Notons toutefois que, si ces avis sont donnés en toute bonne foi, ils n’ont que peu, voire pas, d’impact sur la situation sur le terrain. Ainsi, en 2004, la CIJ a rendu un avis consultatif sur les conséquences juridiques de l’édification d’un mur par Israël dans le territoire palestinien occupé. Cet avis appelait à l’interruption de l’édification du mur, au démantèlement des portions construites et à la réparation des dommages causés.

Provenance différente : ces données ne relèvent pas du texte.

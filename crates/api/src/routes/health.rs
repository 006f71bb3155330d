use axum::{extract::State, routing::get, Json, Router};
use serde_json::{json, Value};

use crate::AppState;

pub fn health_router() -> Router<AppState> {
    Router::new().route("/healthz", get(healthz))
}

/// Health check endpoint, no auth required.
async fn healthz(State(state): State<AppState>) -> Json<Value> {
    Json(json!({
        "status": "ok",
        "scheduler_running": state.scheduler.is_running().await,
        "check_interval_secs": state.scheduler.interval().as_secs(),
    }))
}
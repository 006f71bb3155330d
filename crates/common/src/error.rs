use thiserror::Error;

#[derive(Debug, Error)]
pub enum Error {
    #[error("Database error: {0}")]
    Database(#[from] sqlx::Error),

    #[error("JSON error: {0}")]
    Json(#[from] serde_json::Error),

    #[error("HTTP error: {0}")]
    Http(String),

    #[error("Market data error: {0}")]
    MarketData(String),

    #[error("Configuration error: {0}")]
    Config(String),

    #[error("{entity} '{id}' not found")]
    NotFound { entity: &'static str, id: String },

    #[error("Invalid input: {0}")]
    Validation(String),

    #[error("Invalid transition: {0}")]
    InvalidTransition(String),

    #[error("Strategy error: {0}")]
    Strategy(String),

    #[error("Notification error: {0}")]
    Notification(String),

    #[error("IO error: {0}")]
    Io(#[from] std::io::Error),

    #[error("{0}")]
    Other(String),
}

impl Error {
    pub fn alert_not_found(id: impl Into<String>) -> Self {
        Error::NotFound {
            entity: "alert",
            id: id.into(),
        }
    }
}

pub type Result<T, E = Error> = std::result::Result<T, E>;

La communauté internationale se devait de ne pas reconnaître cette situation illégale créée et de coopérer pour mettre un terme à ces violations. 20 ans après, il n’est pas besoin d’une plus ample démonstration pour illustrer le néant de l’impact de cet avis sur la situation Israël - Palestine.
Enfin, elle a capacité à prendre des mesures conservatoires, un mécanisme qui existe aussi en droit national pour préserver les droits des parties d’un dommage imminent et irréparable avant le jugement. Ces mesures sont particulièrement sur le devant de la scène depuis que l’Afrique du Sud a instruit une demande devant la CIJ pour les droits de la Palestine dans le conflit israélo-palestinien. Ce pouvoir n’est exercé que s’il y a une situation d’urgence et dans le but de sauvegarder des droits déterminés.
Ses limites
D’autres organes ont été introduits sur la scène internationale, amputant la CIJ d’une partie de sa compétence. On parlait plus haut des Tribunaux et Cours régionaux, qui entendaient les différends entre deux pays situés dans une même région. De même, des Tribunaux spécifiques ont été montés, que ce soit pour juger d’un conflit spécifique, comme les Tribunaux pénaux internationaux pour l’ex-Yougoslavie ou le Rwanda. Même si ce n’est qu’une partie de leur action qui fait obstacle à la CIJ, puisqu’ils jugent surtout les crimes commis par des personnes lors de ces conflits. D’autres organes ont été montés sur une thématique spécifique : le Tribunal international du droit de la mer, par exemple, entré en vigueur en 1996, empiète sur les compétences de la CIJ en matière de délimitation maritime.
Mais surtout, comme expliqué, la CIJ est impuissante à agir sur les États qui, d’une manière ou d’une autre, n’ont pas reconnu sa compétence. De même, elle ne peut se saisir elle-même d’une affaire et doit attendre que cette dernière soit portée à son attention. Son action peut donc sembler limitée aux conflits marginaux. Beaucoup d'États ont déjà refusé de comparaître devant elle, d’autres ont retiré leur déclaration d’acceptation de juridiction obligatoire après une décision qui leur avait été défavorable. L’Australie, dans les années 90, alors en conflit avec le Timor oriental sur la délimitation d’une frontière maritime commune, avait retiré cette compétence précise à la CIJ après une décision qui n’allait pas dans son sens. Le pouvoir de sanction de la CIJ dépend donc principalement de la capacité d’un État à se soumettre à une autre juridiction que la sienne.